Friday 14 March 2014

BEEF AND CORN TACOS WITH GARLIC ROASTED PEPPER



NUTRITIONAL INFORMATION

    Per Serving
    Calories                437
    Fat                22g
    Sat Fat                  6g
    Cholesterol             67mg
    Sodium               1mg
    Protein                25g
    Carbohydrate                36g
    Sugar                  4g
    Fiber                  6g
    Iron               3mg
    Calcium             82mg

INGREDIENTS 

    2 bell peppers, each cut into 8 pieces
    2 cloves garlic, thinly sliced
    2 tablespoons olive oil kosher salt and black pepper
    1 small onion, chopped
    1 pound ground beef chuck
    1 cup frozen corn
    2 teaspoons ground ancho chili powder or standard chili powder
    8 corn tortillas, warmed cut-up avocado, grated Cheddar, salsa, fresh cilantro, and lime wedges, for serving 


 DIRECTIONS 
1    Heat oven to 450° F. On a rimmed baking sheet, toss the bell peppers and garlic with 1 tablespoon of the oil and ¼ teaspoon each salt and black pepper.
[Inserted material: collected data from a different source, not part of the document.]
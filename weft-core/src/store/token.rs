//! State Tokens
//!
//! Tokens are lightweight, cloneable descriptions of state. Nothing is
//! allocated in a store until a token is first read, subscribed to, or
//! written through that store; the same token can be used against any
//! number of stores, each holding its own value.
//!
//! # Token Kinds
//!
//! - [`Container`]: writable root state with an initial value, an optional
//!   reducer, and an optional reactive query that recomputes the value
//!   when its dependencies change.
//! - [`DerivedValue`]: read-only state computed from other tokens.
//! - [`MetaToken`]: the status channel of another token, obtained through
//!   `.meta()`.
//!
//! Tokens built with an `id` share one value per store: every token
//! carrying the same id resolves to the same registration. The declared
//! value types must match across such tokens; a mismatch panics at the
//! first conflicting access.

use std::rc::Rc;
use std::sync::atomic::{AtomicU64, Ordering};

use crate::store::controller::{Controller, RegistryEntry};
use crate::store::error::StoreError;
use crate::store::meta::Meta;
use crate::store::query::{ContainerQuery, DerivedQuery, GetState, StateListener};
use crate::store::registry::Store;

static NEXT_TOKEN_KEY: AtomicU64 = AtomicU64::new(0);

/// Identifies one registration within a store.
#[derive(Debug, Clone, Copy, PartialEq, Eq, Hash)]
pub struct TokenKey(u64);

impl TokenKey {
    pub(crate) fn next() -> Self {
        TokenKey(NEXT_TOKEN_KEY.fetch_add(1, Ordering::Relaxed))
    }
}

mod registration {
    use crate::store::controller::RegistryEntry;
    use crate::store::registry::Store;

    use super::TokenKey;

    /// Registration hooks the store drives on first access. The trait is
    /// not nameable outside the crate, which seals [`State`](super::State)
    /// against downstream implementations.
    pub trait Register {
        /// The registration key of this token within `store`.
        fn key(&self, store: &Store) -> TokenKey;

        /// Build the registry entry on first access.
        fn create_entry(&self, store: &Store) -> RegistryEntry;

        /// Runs once, after the entry is in the registry.
        fn after_register(&self, _store: &Store) {}
    }
}

pub(crate) use registration::Register;

/// Anything that names a piece of state a store can hold. Sealed: the
/// token kinds in this module are the only implementations.
pub trait State: Register {
    type Value: Clone + PartialEq + 'static;

    /// Human-readable name for logs.
    fn describe(&self) -> String;
}

/// State a provider can write directly: plain containers and meta tokens.
pub trait WritableState: State {
    fn publish_value(&self, store: &Store, value: Self::Value);
}

pub(crate) type ReduceFn<T, M> = dyn Fn(&M, &T) -> T;
pub(crate) type ContainerQueryFn<T, M> = dyn Fn(&mut GetState<'_>, &T) -> Result<M, StoreError>;

struct ContainerInner<T, M> {
    key: TokenKey,
    id: Option<String>,
    name: Option<String>,
    initial: T,
    reduce: Rc<ReduceFn<T, M>>,
    query: Option<Rc<ContainerQueryFn<T, M>>>,
}

/// Writable root state.
pub struct Container<T, M = T> {
    inner: Rc<ContainerInner<T, M>>,
}

impl<T, M> Clone for Container<T, M> {
    fn clone(&self) -> Self {
        Container {
            inner: self.inner.clone(),
        }
    }
}

impl<T> Container<T, T>
where
    T: Clone + PartialEq + 'static,
{
    /// A plain container whose messages replace its value.
    pub fn new(initial: T) -> Self {
        Container::builder(initial).build()
    }

    pub fn builder(initial: T) -> ContainerBuilder<T, T> {
        ContainerBuilder {
            id: None,
            name: None,
            initial,
            reduce: Rc::new(|message: &T, _current: &T| message.clone()),
            query: None,
        }
    }
}

impl<T, M> Container<T, M>
where
    T: Clone + PartialEq + 'static,
    M: Clone + PartialEq + 'static,
{
    /// A container whose messages are folded into the value by `reduce`.
    pub fn with_reducer(initial: T, reduce: impl Fn(&M, &T) -> T + 'static) -> ContainerBuilder<T, M> {
        ContainerBuilder {
            id: None,
            name: None,
            initial,
            reduce: Rc::new(reduce),
            query: None,
        }
    }

    /// The status channel of this container.
    pub fn meta(&self) -> MetaToken<M> {
        MetaToken {
            base: Rc::new(self.clone()),
        }
    }

    pub(crate) fn initial(&self) -> &T {
        &self.inner.initial
    }

    pub(crate) fn controller(&self, store: &Store) -> Rc<Controller<T, M>> {
        store.entry_for(self).typed::<T, M>()
    }
}

impl<T, M> Register for Container<T, M>
where
    T: Clone + PartialEq + 'static,
    M: Clone + PartialEq + 'static,
{
    fn key(&self, store: &Store) -> TokenKey {
        match &self.inner.id {
            Some(id) => store.canonical_key(id, self.inner.key),
            None => self.inner.key,
        }
    }

    fn create_entry(&self, _store: &Store) -> RegistryEntry {
        let controller = Rc::new(Controller::new(
            self.inner.initial.clone(),
            self.inner.reduce.clone(),
        ));
        RegistryEntry::new(controller)
    }

    fn after_register(&self, store: &Store) {
        if self.inner.query.is_some() {
            let query = ContainerQuery::new(self.clone());
            store.retain_listener(query.clone());
            query.update(store);
        }
    }
}

impl<T, M> State for Container<T, M>
where
    T: Clone + PartialEq + 'static,
    M: Clone + PartialEq + 'static,
{
    type Value = T;

    fn describe(&self) -> String {
        match (&self.inner.name, &self.inner.id) {
            (Some(name), _) => name.clone(),
            (None, Some(id)) => format!("container[{id}]"),
            (None, None) => format!("container-{:?}", self.inner.key),
        }
    }
}

impl<T> WritableState for Container<T, T>
where
    T: Clone + PartialEq + 'static,
{
    fn publish_value(&self, store: &Store, value: T) {
        self.controller(store).publish(store, value);
    }
}

impl<T, M> Container<T, M>
where
    T: Clone + PartialEq + 'static,
    M: Clone + PartialEq + 'static,
{
    pub(crate) fn query(&self) -> Option<Rc<ContainerQueryFn<T, M>>> {
        self.inner.query.clone()
    }
}

/// Builder for [`Container`] tokens.
pub struct ContainerBuilder<T, M = T> {
    id: Option<String>,
    name: Option<String>,
    initial: T,
    reduce: Rc<ReduceFn<T, M>>,
    query: Option<Rc<ContainerQueryFn<T, M>>>,
}

impl<T, M> ContainerBuilder<T, M>
where
    T: Clone + PartialEq + 'static,
    M: Clone + PartialEq + 'static,
{
    /// Share one value per store among all tokens carrying this id.
    pub fn id(mut self, id: impl Into<String>) -> Self {
        self.id = Some(id.into());
        self
    }

    /// Name used in logs.
    pub fn name(mut self, name: impl Into<String>) -> Self {
        self.name = Some(name.into());
        self
    }

    /// Recompute this container's message whenever a dependency read
    /// inside `query` changes. Errors land on the meta channel.
    pub fn query(
        mut self,
        query: impl Fn(&mut GetState<'_>, &T) -> Result<M, StoreError> + 'static,
    ) -> Self {
        self.query = Some(Rc::new(query));
        self
    }

    pub fn build(self) -> Container<T, M> {
        Container {
            inner: Rc::new(ContainerInner {
                key: TokenKey::next(),
                id: self.id,
                name: self.name,
                initial: self.initial,
                reduce: self.reduce,
                query: self.query,
            }),
        }
    }
}

struct DerivedInner<T> {
    key: TokenKey,
    name: Option<String>,
    derivation: Rc<dyn Fn(&mut GetState<'_>) -> T>,
}

/// Read-only state computed from other tokens.
pub struct DerivedValue<T> {
    inner: Rc<DerivedInner<T>>,
}

impl<T> Clone for DerivedValue<T> {
    fn clone(&self) -> Self {
        DerivedValue {
            inner: self.inner.clone(),
        }
    }
}

/// Declare a derived value. Dependencies are re-tracked on every run, so
/// conditional reads subscribe only to what the latest run touched.
pub fn derived<T>(derivation: impl Fn(&mut GetState<'_>) -> T + 'static) -> DerivedValue<T>
where
    T: Clone + PartialEq + 'static,
{
    DerivedValue {
        inner: Rc::new(DerivedInner {
            key: TokenKey::next(),
            name: None,
            derivation: Rc::new(derivation),
        }),
    }
}

impl<T> DerivedValue<T>
where
    T: Clone + PartialEq + 'static,
{
    pub fn named(name: impl Into<String>, derivation: impl Fn(&mut GetState<'_>) -> T + 'static) -> Self {
        DerivedValue {
            inner: Rc::new(DerivedInner {
                key: TokenKey::next(),
                name: Some(name.into()),
                derivation: Rc::new(derivation),
            }),
        }
    }

    pub fn meta(&self) -> MetaToken<T> {
        MetaToken {
            base: Rc::new(self.clone()),
        }
    }

    pub(crate) fn derivation(&self) -> Rc<dyn Fn(&mut GetState<'_>) -> T> {
        self.inner.derivation.clone()
    }

    pub(crate) fn controller(&self, store: &Store) -> Rc<Controller<T, T>> {
        store.entry_for(self).typed::<T, T>()
    }
}

impl<T> Register for DerivedValue<T>
where
    T: Clone + PartialEq + 'static,
{
    fn key(&self, _store: &Store) -> TokenKey {
        self.inner.key
    }

    fn create_entry(&self, store: &Store) -> RegistryEntry {
        let (query, initial) = DerivedQuery::initialize(store, self.clone());
        let controller = Rc::new(Controller::new(
            initial,
            Rc::new(|message: &T, _current: &T| message.clone()),
        ));
        query.bind(&controller);
        store.retain_listener(query);
        RegistryEntry::new(controller)
    }
}

impl<T> State for DerivedValue<T>
where
    T: Clone + PartialEq + 'static,
{
    type Value = T;

    fn describe(&self) -> String {
        match &self.inner.name {
            Some(name) => name.clone(),
            None => format!("derived-{:?}", self.inner.key),
        }
    }
}

/// Links a meta controller back to its base token.
pub(crate) trait MetaBase<M> {
    fn base_key(&self, store: &Store) -> TokenKey;
    fn attach(&self, store: &Store, meta: Rc<Controller<Meta<M>, Meta<M>>>);
    fn describe_base(&self) -> String;
}

impl<T, M> MetaBase<M> for Container<T, M>
where
    T: Clone + PartialEq + 'static,
    M: Clone + PartialEq + 'static,
{
    fn base_key(&self, store: &Store) -> TokenKey {
        self.key(store)
    }

    fn attach(&self, store: &Store, meta: Rc<Controller<Meta<M>, Meta<M>>>) {
        self.controller(store).attach_meta(meta);
    }

    fn describe_base(&self) -> String {
        self.describe()
    }
}

impl<T> MetaBase<T> for DerivedValue<T>
where
    T: Clone + PartialEq + 'static,
{
    fn base_key(&self, store: &Store) -> TokenKey {
        self.key(store)
    }

    fn attach(&self, store: &Store, meta: Rc<Controller<Meta<T>, Meta<T>>>) {
        self.controller(store).attach_meta(meta);
    }

    fn describe_base(&self) -> String {
        self.describe()
    }
}

/// The status channel of another token. See [`Meta`].
pub struct MetaToken<M> {
    base: Rc<dyn MetaBase<M>>,
}

impl<M> Clone for MetaToken<M> {
    fn clone(&self) -> Self {
        MetaToken {
            base: self.base.clone(),
        }
    }
}

impl<M> Register for MetaToken<M>
where
    M: Clone + PartialEq + 'static,
{
    fn key(&self, store: &Store) -> TokenKey {
        let base = self.base.base_key(store);
        store.meta_key(base)
    }

    fn create_entry(&self, _store: &Store) -> RegistryEntry {
        let controller = Rc::new(Controller::<Meta<M>, Meta<M>>::new(
            Meta::Ok,
            Rc::new(|message: &Meta<M>, _current: &Meta<M>| message.clone()),
        ));
        RegistryEntry::new(controller)
    }

    fn after_register(&self, store: &Store) {
        let controller = store.entry_for(self).typed::<Meta<M>, Meta<M>>();
        self.base.attach(store, controller);
    }
}

impl<M> State for MetaToken<M>
where
    M: Clone + PartialEq + 'static,
{
    type Value = Meta<M>;

    fn describe(&self) -> String {
        format!("meta({})", self.base.describe_base())
    }
}

impl<M> WritableState for MetaToken<M>
where
    M: Clone + PartialEq + 'static,
{
    fn publish_value(&self, store: &Store, value: Meta<M>) {
        store.entry_for(self).typed::<Meta<M>, Meta<M>>().publish(store, value);
    }
}

#[cfg(test)]
mod tests {
    use super::*;

    #[test]
    fn plain_containers_replace_their_value() {
        let store = Store::new();
        let counter = Container::new(0);
        assert_eq!(store.get(&counter), 0);
        counter.controller(&store).accept(&store, 41);
        assert_eq!(store.get(&counter), 41);
    }

    #[test]
    fn tokens_sharing_an_id_share_a_value() {
        let store = Store::new();
        let first: Container<i32> = Container::builder(1).id("shared").build();
        let second: Container<i32> = Container::builder(99).id("shared").build();

        assert_eq!(store.get(&first), 1);
        // Registered first, so its initial value wins.
        assert_eq!(store.get(&second), 1);

        first.controller(&store).accept(&store, 5);
        assert_eq!(store.get(&second), 5);
    }

    #[test]
    fn distinct_stores_hold_distinct_values() {
        let token = Container::new("a".to_string());
        let one = Store::new();
        let two = Store::new();
        token.controller(&one).accept(&one, "b".to_string());
        assert_eq!(one.get(&token), "b");
        assert_eq!(two.get(&token), "a");
    }

    #[test]
    fn meta_starts_ok_and_settles_after_publication() {
        let store = Store::new();
        let token = Container::new(0);
        assert_eq!(store.get(&token.meta()), Meta::Ok);

        store.entry_for(&token.meta());
        token
            .meta()
            .publish_value(&store, Meta::Pending(10));
        assert_eq!(store.get(&token.meta()), Meta::Pending(10));

        token.controller(&store).accept(&store, 10);
        assert_eq!(store.get(&token.meta()), Meta::Ok);
    }

    #[test]
    fn describe_prefers_name_over_id() {
        let token: Container<i32> = Container::builder(0).id("x").name("count").build();
        assert_eq!(token.describe(), "count");
        let token: Container<i32> = Container::builder(0).id("x").build();
        assert_eq!(token.describe(), "container[x]");
    }
}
Roast until tender, 12 to 14 minutes.
2    Meanwhile, heat the remaining tablespoon of oil in a large skillet over medium-high heat. Add the onion and ½ teaspoon salt and cook, stirring occasionally, until beginning to brown, 3 to 5 minutes. Add the beef, corn, and chili powder and cook, stirring occasionally, until the beef is browned, 6 to 8 minutes more.
3    Divide the beef mixture among the tortillas and top with the avocado, Cheddar, salsa, and cilantro. Serve with the bell peppers and lime wedges.